Broadly, the global market for aviation services around the world is expected to reach $2.6 trillion over the next 10 years, according to Boeing's own estimates. About $1.5 trillion of that will go toward commercial assets, and $1.1 trillion toward government or military services. Much of the defense portion will go toward orders from the United States, but there are substantial opportunities in the Asia-Pacific, Europe and Middle East regions.

Boeing currently has about 9 percent of the defense market share for services overall, Deal told National Defense at Boeing’s media chalet at Le Bourget Airport. “The thing that characterizes services … [differently] from manufacturing and producing equipment is it’s a very fragmented market,” he said. Around the world, there are hundreds of companies offering services, whereas on the manufacturing side there are only a couple of handfuls, he added.

“This is a much more competitive and dynamic environment [and] in that we see an opportunity for Boeing,” he said.
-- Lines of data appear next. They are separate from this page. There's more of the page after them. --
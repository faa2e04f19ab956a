//! Index entry representation
//!
//! Each entry maps a slash-separated path (relative to the repository root) to
//! the blob holding its staged content.
//!
//! ## Entry Format
//!
//! ```text
//! path length (u32, big endian)
//! path bytes (UTF-8, no terminator)
//! object id (20 raw bytes)
//! ```

use crate::artifacts::objects::object_id::ObjectId;
use crate::artifacts::objects::tree::validate_entry_name;
use crate::errors::{Error, Result};
use byteorder::{NetworkEndian, WriteBytesExt};
use bytes::Bytes;
use derive_new::new;
use std::path::{Component, Path};

#[derive(Debug, Clone, PartialEq, Eq, new)]
pub struct IndexEntry {
    /// Slash-separated path relative to the repository root
    pub path: String,
    /// Blob holding the staged content
    pub oid: ObjectId,
}

impl IndexEntry {
    /// Every ancestor directory, outermost first
    ///
    /// `a/b/c` yields `["a", "a/b"]`.
    pub fn parent_dirs(&self) -> Vec<&str> {
        self.path
            .match_indices('/')
            .map(|(idx, _)| &self.path[..idx])
            .collect()
    }

    pub fn serialize(&self) -> Result<Bytes> {
        let path_len = u32::try_from(self.path.len())
            .map_err(|_| Error::CorruptIndex(format!("path too long: {}", self.path)))?;

        let mut entry_bytes = Vec::with_capacity(4 + self.path.len() + 20);
        entry_bytes
            .write_u32::<NetworkEndian>(path_len)
            .and_then(|_| {
                entry_bytes.extend_from_slice(self.path.as_bytes());
                self.oid.write_h40_to(&mut entry_bytes)
            })
            .map_err(|e| Error::CorruptIndex(e.to_string()))?;

        Ok(Bytes::from(entry_bytes))
    }
}

impl PartialOrd for IndexEntry {
    fn partial_cmp(&self, other: &Self) -> Option<std::cmp::Ordering> {
        Some(self.cmp(other))
    }
}

impl Ord for IndexEntry {
    fn cmp(&self, other: &Self) -> std::cmp::Ordering {
        self.path.cmp(&other.path)
    }
}

/// Validate a slash-separated repository path
///
/// Every component must be a valid tree entry name, so a staged path can
/// always be materialized as a tree.
pub fn validate_path(path: &str) -> Result<()> {
    if path.is_empty() {
        return Err(Error::InvalidTreeEntry("empty path".to_string()));
    }

    path.split('/').try_for_each(validate_entry_name)
}

/// Turn a filesystem-relative path into a slash-separated repository path
pub fn to_repo_path(path: &Path) -> Result<String> {
    let components = path
        .components()
        .filter(|component| !matches!(component, Component::CurDir))
        .map(|component| match component {
            Component::Normal(name) => name.to_str().map(str::to_string).ok_or_else(|| {
                Error::InvalidTreeEntry(format!("non UTF-8 path {}", path.display()))
            }),
            _ => Err(Error::InvalidTreeEntry(format!(
                "path escapes the repository: {}",
                path.display()
            ))),
        })
        .collect::<Result<Vec<_>>>()?;

    let repo_path = components.join("/");
    validate_path(&repo_path)?;

    Ok(repo_path)
}

#[cfg(test)]
mod tests {
    use super::*;
    use crate::artifacts::objects::object::hash_object;
    use crate::artifacts::objects::object_type::ObjectType;
    use pretty_assertions::assert_eq;
    use rstest::{fixture, rstest};

    #[fixture]
    fn oid() -> ObjectId {
        hash_object(ObjectType::Blob, b"test data").unwrap()
    }

    #[rstest]
    fn parent_dirs_of_nested_entry(oid: ObjectId) {
        let entry = IndexEntry::new("a/b/c".to_string(), oid);
        assert_eq!(entry.parent_dirs(), vec!["a", "a/b"]);
    }

    #[rstest]
    fn parent_dirs_of_root_entry(oid: ObjectId) {
        let entry = IndexEntry::new("a".to_string(), oid);
        assert_eq!(entry.parent_dirs(), Vec::<&str>::new());
    }

    #[rstest]
    #[case("a//b")]
    #[case("/a")]
    #[case("a/../b")]
    #[case("a/./b")]
    #[case("")]
    fn invalid_paths_are_rejected(#[case] path: &str) {
        assert!(validate_path(path).is_err());
    }

    #[test]
    fn filesystem_paths_become_slash_separated() {
        let path = Path::new(".").join("dir").join("file.txt");
        assert_eq!(to_repo_path(&path).unwrap(), "dir/file.txt");
        assert!(to_repo_path(Path::new("../outside")).is_err());
    }
}
use crate::areas::repository::Repository;
use anyhow::Context;

impl Repository {
    pub fn init(&self) -> anyhow::Result<()> {
        let created = self
            .initialize()
            .context("Failed to create the repository layout")?;

        let verb = if created { "Initialized empty" } else { "Reinitialized existing" };
        writeln!(
            self.writer(),
            "{verb} kit repository in {}",
            self.kit_dir().display()
        )?;

        Ok(())
    }
}
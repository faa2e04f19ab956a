use crate::areas::repository::Repository;
use crate::artifacts::objects::object_id::ObjectId;

impl Repository {
    pub fn commit(&self, message: &str) -> anyhow::Result<ObjectId> {
        let message = message.trim();
        if message.is_empty() {
            anyhow::bail!("aborting commit due to empty commit message");
        }

        let oid = self.commit_index(&format!("{message}\n"))?;
        let commit = self.database().load_commit(&oid)?;

        let branch = match self.refs().current_branch()? {
            Some(branch) => branch.short_name().to_string(),
            None => "detached HEAD".to_string(),
        };
        let root = if commit.parents().is_empty() { " (root-commit)" } else { "" };

        writeln!(
            self.writer(),
            "[{branch}{root} {}] {}",
            oid.to_short_oid(),
            commit.short_message()
        )?;

        Ok(oid)
    }
}
//! # gemlock-core
//!
//! The edit-lock kernel for the gem balance editor. Grants a single
//! authenticated user exclusive, time-bounded editing rights over a
//! named resource, survives process restarts through a pluggable store,
//! and expires locks lazily without a background scheduler.

pub mod expiry;
pub mod manager;
pub mod store;
#[path = "store_file.rs"]
pub mod store_file;
#[path = "store_memory.rs"]
pub mod store_memory;
pub mod types;

#[cfg(test)]
#[path = "store_test.rs"]
mod store_test;
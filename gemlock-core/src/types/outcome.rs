use chrono::{DateTime, Utc};

use super::LockRecord;

/// Result of attempting to acquire a lock. Terminal outcomes; the manager
/// never blocks, queues, or retries on behalf of the caller.
#[derive(Debug, Clone, PartialEq, Eq)]
pub enum AcquireOutcome {
    /// The caller now holds the lock.
    Acquired(LockRecord),
    /// A still-valid lock is held by someone else. The caller learns who
    /// holds it and when it frees up.
    Conflict {
        owner: String,
        owner_name: String,
        expires_at: DateTime<Utc>,
    },
}

/// Result of attempting to release a lock.
#[derive(Debug, Clone, PartialEq, Eq)]
pub enum ReleaseOutcome {
    /// The record was deleted.
    Released,
    /// No record exists for the key, valid or expired.
    NotFound,
    /// A valid record exists and belongs to someone else.
    Forbidden { owner: String },
}
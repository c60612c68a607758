//! JSON-file-backed lock store.
//!
//! The whole table lives in one file. Saves write to a hidden temp file in
//! the same directory, fsync, then rename over the target, so a concurrent
//! reader never observes a half-written table.

use std::fs::{self, File};
use std::io::{ErrorKind, Write};
use std::path::{Path, PathBuf};

use crate::store::{LockStore, StoreError};
use crate::types::LockTable;

pub struct FileLockStore {
    path: PathBuf,
}

impl FileLockStore {
    pub fn new(path: impl Into<PathBuf>) -> Self {
        Self { path: path.into() }
    }

    pub fn path(&self) -> &Path {
        &self.path
    }

    /// Temp file lives next to the target so the rename stays on one
    /// filesystem (rename is only atomic within a single volume).
    fn temp_path(&self) -> PathBuf {
        let name = self
            .path
            .file_name()
            .and_then(|n| n.to_str())
            .unwrap_or("locks.json");
        self.path.with_file_name(format!(".{name}.tmp"))
    }

    fn write_err(path: &Path, source: std::io::Error) -> StoreError {
        StoreError::Write {
            path: path.to_path_buf(),
            source,
        }
    }
}

impl LockStore for FileLockStore {
    fn load(&self) -> LockTable {
        let raw = match fs::read_to_string(&self.path) {
            Ok(raw) => raw,
            Err(e) if e.kind() == ErrorKind::NotFound => return LockTable::new(),
            Err(e) => {
                tracing::warn!(
                    path = %self.path.display(),
                    error = %e,
                    "unreadable lock file, starting with an empty table"
                );
                return LockTable::new();
            }
        };

        match serde_json::from_str(&raw) {
            Ok(table) => table,
            Err(e) => {
                tracing::warn!(
                    path = %self.path.display(),
                    error = %e,
                    "corrupt lock file, starting with an empty table"
                );
                LockTable::new()
            }
        }
    }

    fn save(&mut self, table: &LockTable) -> Result<(), StoreError> {
        let json = serde_json::to_string_pretty(table)?;

        if let Some(parent) = self.path.parent()
            && !parent.as_os_str().is_empty()
            && !parent.exists()
        {
            fs::create_dir_all(parent).map_err(|e| Self::write_err(parent, e))?;
        }

        let tmp = self.temp_path();
        let mut file = File::create(&tmp).map_err(|e| Self::write_err(&tmp, e))?;
        file.write_all(json.as_bytes()).map_err(|e| {
            let _ = fs::remove_file(&tmp);
            Self::write_err(&tmp, e)
        })?;
        file.sync_all().map_err(|e| {
            let _ = fs::remove_file(&tmp);
            Self::write_err(&tmp, e)
        })?;
        drop(file);

        fs::rename(&tmp, &self.path).map_err(|e| {
            let _ = fs::remove_file(&tmp);
            Self::write_err(&self.path, e)
        })?;

        Ok(())
    }
}
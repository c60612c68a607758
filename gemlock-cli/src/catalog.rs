//! Read-only view of the gem data tree.
//!
//! The lock service only needs to know which gems exist; reading and
//! validating gem JSON belongs to the editor backend.

use std::fs;
use std::path::{Component, Path, PathBuf};

/// Resolves resource keys like `5star/starfire_shard` against a data
/// directory laid out as `<data_dir>/<N>star/<gem>.json`.
#[derive(Clone)]
pub struct GemCatalog {
    data_dir: PathBuf,
}

impl GemCatalog {
    pub fn new(data_dir: impl Into<PathBuf>) -> Self {
        Self {
            data_dir: data_dir.into(),
        }
    }

    /// True when `key` names an existing gem file under the data tree.
    pub fn exists(&self, key: &str) -> bool {
        match self.gem_path(key) {
            Some(path) => path.is_file(),
            None => false,
        }
    }

    /// All known resource keys, sorted.
    pub fn list(&self) -> Vec<String> {
        let mut keys = Vec::new();
        let entries = match fs::read_dir(&self.data_dir) {
            Ok(entries) => entries,
            Err(_) => return keys,
        };

        for entry in entries.flatten() {
            let dir_name = entry.file_name().to_string_lossy().into_owned();
            if !entry.path().is_dir() || !dir_name.ends_with("star") {
                continue;
            }
            let gems = match fs::read_dir(entry.path()) {
                Ok(gems) => gems,
                Err(_) => continue,
            };
            for gem in gems.flatten() {
                let path = gem.path();
                if path.extension().and_then(|e| e.to_str()) != Some("json") {
                    continue;
                }
                if let Some(stem) = path.file_stem().and_then(|s| s.to_str()) {
                    keys.push(format!("{}/{}", dir_name, stem));
                }
            }
        }

        keys.sort();
        keys
    }

    /// Resolve a key to its JSON file. Keys are opaque to the lock
    /// subsystem, but they are used as relative paths here, so anything
    /// that could escape the data tree is rejected.
    fn gem_path(&self, key: &str) -> Option<PathBuf> {
        if key.is_empty() {
            return None;
        }
        for component in Path::new(key).components() {
            match component {
                Component::Normal(_) => {}
                _ => return None,
            }
        }
        Some(self.data_dir.join(format!("{}.json", key)))
    }
}

#[cfg(test)]
mod tests {
    use super::*;
    use std::fs;
    use tempfile::TempDir;

    fn catalog_with_gems() -> (TempDir, GemCatalog) {
        let dir = TempDir::new().unwrap();
        fs::create_dir(dir.path().join("5star")).unwrap();
        fs::create_dir(dir.path().join("1star")).unwrap();
        fs::write(dir.path().join("5star/starfire_shard.json"), "{}").unwrap();
        fs::write(dir.path().join("1star/everlasting_torment.json"), "{}").unwrap();
        fs::write(dir.path().join("5star/notes.txt"), "ignored").unwrap();
        let catalog = GemCatalog::new(dir.path());
        (dir, catalog)
    }

    #[test]
    fn existing_gem_is_found() {
        let (_dir, catalog) = catalog_with_gems();
        assert!(catalog.exists("5star/starfire_shard"));
        assert!(!catalog.exists("5star/unknown_gem"));
    }

    #[test]
    fn traversal_keys_are_rejected() {
        let (_dir, catalog) = catalog_with_gems();
        assert!(!catalog.exists("../5star/starfire_shard"));
        assert!(!catalog.exists("/etc/passwd"));
        assert!(!catalog.exists(""));
    }

    #[test]
    fn list_returns_sorted_json_keys_only() {
        let (_dir, catalog) = catalog_with_gems();
        assert_eq!(
            catalog.list(),
            vec![
                "1star/everlasting_torment".to_string(),
                "5star/starfire_shard".to_string(),
            ]
        );
    }

    #[test]
    fn missing_data_dir_lists_nothing() {
        let catalog = GemCatalog::new("/nonexistent/gemlock-data");
        assert!(catalog.list().is_empty());
    }
}
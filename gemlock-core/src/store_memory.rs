use crate::store::{LockStore, StoreError};
use crate::types::LockTable;

/// The non-persisted variant: locks live only as long as the process.
///
/// Used for dev mode and tests. Loads empty, saves nowhere.
#[derive(Debug, Default)]
pub struct MemoryLockStore;

impl MemoryLockStore {
    pub fn new() -> Self {
        Self
    }
}

impl LockStore for MemoryLockStore {
    fn load(&self) -> LockTable {
        LockTable::new()
    }

    fn save(&mut self, _table: &LockTable) -> Result<(), StoreError> {
        Ok(())
    }
}
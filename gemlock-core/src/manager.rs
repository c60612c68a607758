//! The lock state machine: Unlocked -> Locked -> Unlocked, per resource
//! key, with no other states. The manager is the sole writer of the table
//! and persists every mutation before returning, so a crash after a
//! successful return can never lose a lock.

use chrono::{DateTime, Duration, Utc};

use crate::expiry::ExpiryPolicy;
use crate::store::{LockStore, StoreError};
use crate::store_memory::MemoryLockStore;
use crate::types::{AcquireOutcome, LockRecord, LockTable, ReleaseOutcome};

/// Manager tunables.
#[derive(Debug, Clone)]
pub struct LockConfig {
    /// Fixed lifetime of every lock. There is no per-call override.
    pub lock_duration: Duration,
    /// Whether the current owner may re-acquire its own valid lock,
    /// restarting the clock, instead of receiving a conflict.
    pub allow_self_refresh: bool,
}

impl Default for LockConfig {
    fn default() -> Self {
        Self {
            lock_duration: Duration::minutes(30),
            allow_self_refresh: true,
        }
    }
}

/// The lock manager. Owns the in-memory table and its persistence backend.
///
/// Every mutating operation stages its changes on a copy of the table,
/// saves the copy, and only then commits it in memory, so a failed save
/// leaves both views exactly where they were.
pub struct LockManager {
    table: LockTable,
    store: Box<dyn LockStore>,
    config: LockConfig,
}

impl LockManager {
    /// In-memory manager. Locks do not survive the process.
    pub fn new(config: LockConfig) -> Self {
        Self::with_store(Box::new(MemoryLockStore::new()), config)
    }

    /// Manager over a persistence backend. Reloads the table at startup;
    /// missing or corrupt state comes back as an empty table.
    pub fn with_store(store: Box<dyn LockStore>, config: LockConfig) -> Self {
        let table = store.load();
        Self {
            table,
            store,
            config,
        }
    }

    pub fn config(&self) -> &LockConfig {
        &self.config
    }

    /// Try to take the lock on `resource` for `owner`.
    pub fn acquire(
        &mut self,
        resource: &str,
        owner: &str,
        owner_name: &str,
    ) -> Result<AcquireOutcome, StoreError> {
        self.acquire_at(resource, owner, owner_name, Utc::now())
    }

    pub fn acquire_at(
        &mut self,
        resource: &str,
        owner: &str,
        owner_name: &str,
        now: DateTime<Utc>,
    ) -> Result<AcquireOutcome, StoreError> {
        let mut next = self.table.clone();

        // Lazy sweep: expired records anywhere in the table are dropped as
        // part of this acquire, and the removals persist even when the
        // acquire itself is denied.
        next.retain(|_, record| ExpiryPolicy::is_valid(record, now));

        if let Some(existing) = next.get(resource) {
            let refreshing = existing.owner == owner && self.config.allow_self_refresh;
            if !refreshing {
                let outcome = AcquireOutcome::Conflict {
                    owner: existing.owner.clone(),
                    owner_name: existing.owner_name.clone(),
                    expires_at: existing.expires_at,
                };
                self.commit(next)?;
                return Ok(outcome);
            }
        }

        let record = LockRecord::new(owner, owner_name, now, self.config.lock_duration);
        next.insert(resource.to_string(), record.clone());
        self.commit(next)?;
        Ok(AcquireOutcome::Acquired(record))
    }

    /// Release the lock on `resource` held by `owner`.
    pub fn release(&mut self, resource: &str, owner: &str) -> Result<ReleaseOutcome, StoreError> {
        self.release_at(resource, owner, Utc::now())
    }

    pub fn release_at(
        &mut self,
        resource: &str,
        owner: &str,
        now: DateTime<Utc>,
    ) -> Result<ReleaseOutcome, StoreError> {
        let mut next = self.table.clone();

        // Resolve the target key before sweeping: deleting an expired
        // record is harmless cleanup whoever asks, since it is logically
        // already gone. Only a valid record is owner-guarded.
        let outcome = match next.get(resource) {
            None => ReleaseOutcome::NotFound,
            Some(existing) if ExpiryPolicy::is_valid(existing, now) && existing.owner != owner => {
                ReleaseOutcome::Forbidden {
                    owner: existing.owner.clone(),
                }
            }
            Some(_) => ReleaseOutcome::Released,
        };
        if outcome == ReleaseOutcome::Released {
            next.remove(resource);
        }

        // Expired records elsewhere in the table ride along.
        next.retain(|_, record| ExpiryPolicy::is_valid(record, now));
        self.commit(next)?;
        Ok(outcome)
    }

    /// Drop every expired record. Returns how many were removed; persists
    /// only if anything changed.
    pub fn sweep_expired(&mut self) -> Result<usize, StoreError> {
        self.sweep_expired_at(Utc::now())
    }

    pub fn sweep_expired_at(&mut self, now: DateTime<Utc>) -> Result<usize, StoreError> {
        let mut next = self.table.clone();
        next.retain(|_, record| ExpiryPolicy::is_valid(record, now));
        let removed = self.table.len() - next.len();
        self.commit(next)?;
        Ok(removed)
    }

    /// Snapshot of all currently valid locks. Runs the sweep first, so a
    /// list operation may shrink the store.
    pub fn list_valid(&mut self) -> Result<LockTable, StoreError> {
        self.list_valid_at(Utc::now())
    }

    pub fn list_valid_at(&mut self, now: DateTime<Utc>) -> Result<LockTable, StoreError> {
        self.sweep_expired_at(now)?;
        Ok(self.table.clone())
    }

    /// Count of valid locks without sweeping. Cheap read for health checks.
    pub fn valid_count(&self) -> usize {
        self.valid_count_at(Utc::now())
    }

    pub fn valid_count_at(&self, now: DateTime<Utc>) -> usize {
        self.table
            .values()
            .filter(|record| ExpiryPolicy::is_valid(record, now))
            .count()
    }

    /// Persist `next` and make it the committed table. Skips the write when
    /// nothing changed, so pure conflict checks cost no I/O.
    fn commit(&mut self, next: LockTable) -> Result<(), StoreError> {
        if next != self.table {
            self.store.save(&next)?;
            self.table = next;
        }
        Ok(())
    }
}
While the market is crowded, there is a lot of potential, he noted. “Particularly on the defense side, the procurement cycle has not kept up with the sustainment of the fleets around the world,” he said. “The solution we’re trying to bring to the customer … [is] how do you do more for less so that you can bring the utilization of aircraft up in order to achieve … the mission?”

Of Boeing’s 9 percent market share on the defense side, most of that is within the United States, he said. International orders make up 30 to 35 percent of the pie, he added.

“That international side is starting to grow. It has been growing at a faster rate than the U.S defense side,” he said. Shifting threats around the world are fueling the trend, particularly for NATO member countries, he said.

To better address these burgeoning opportunities around the world, Boeing last year decided to consolidate its commercial aviation services and defense, space and security’s global services and support groups into one entity known as Boeing Global Services. That will officially launch on July 1, Deal said.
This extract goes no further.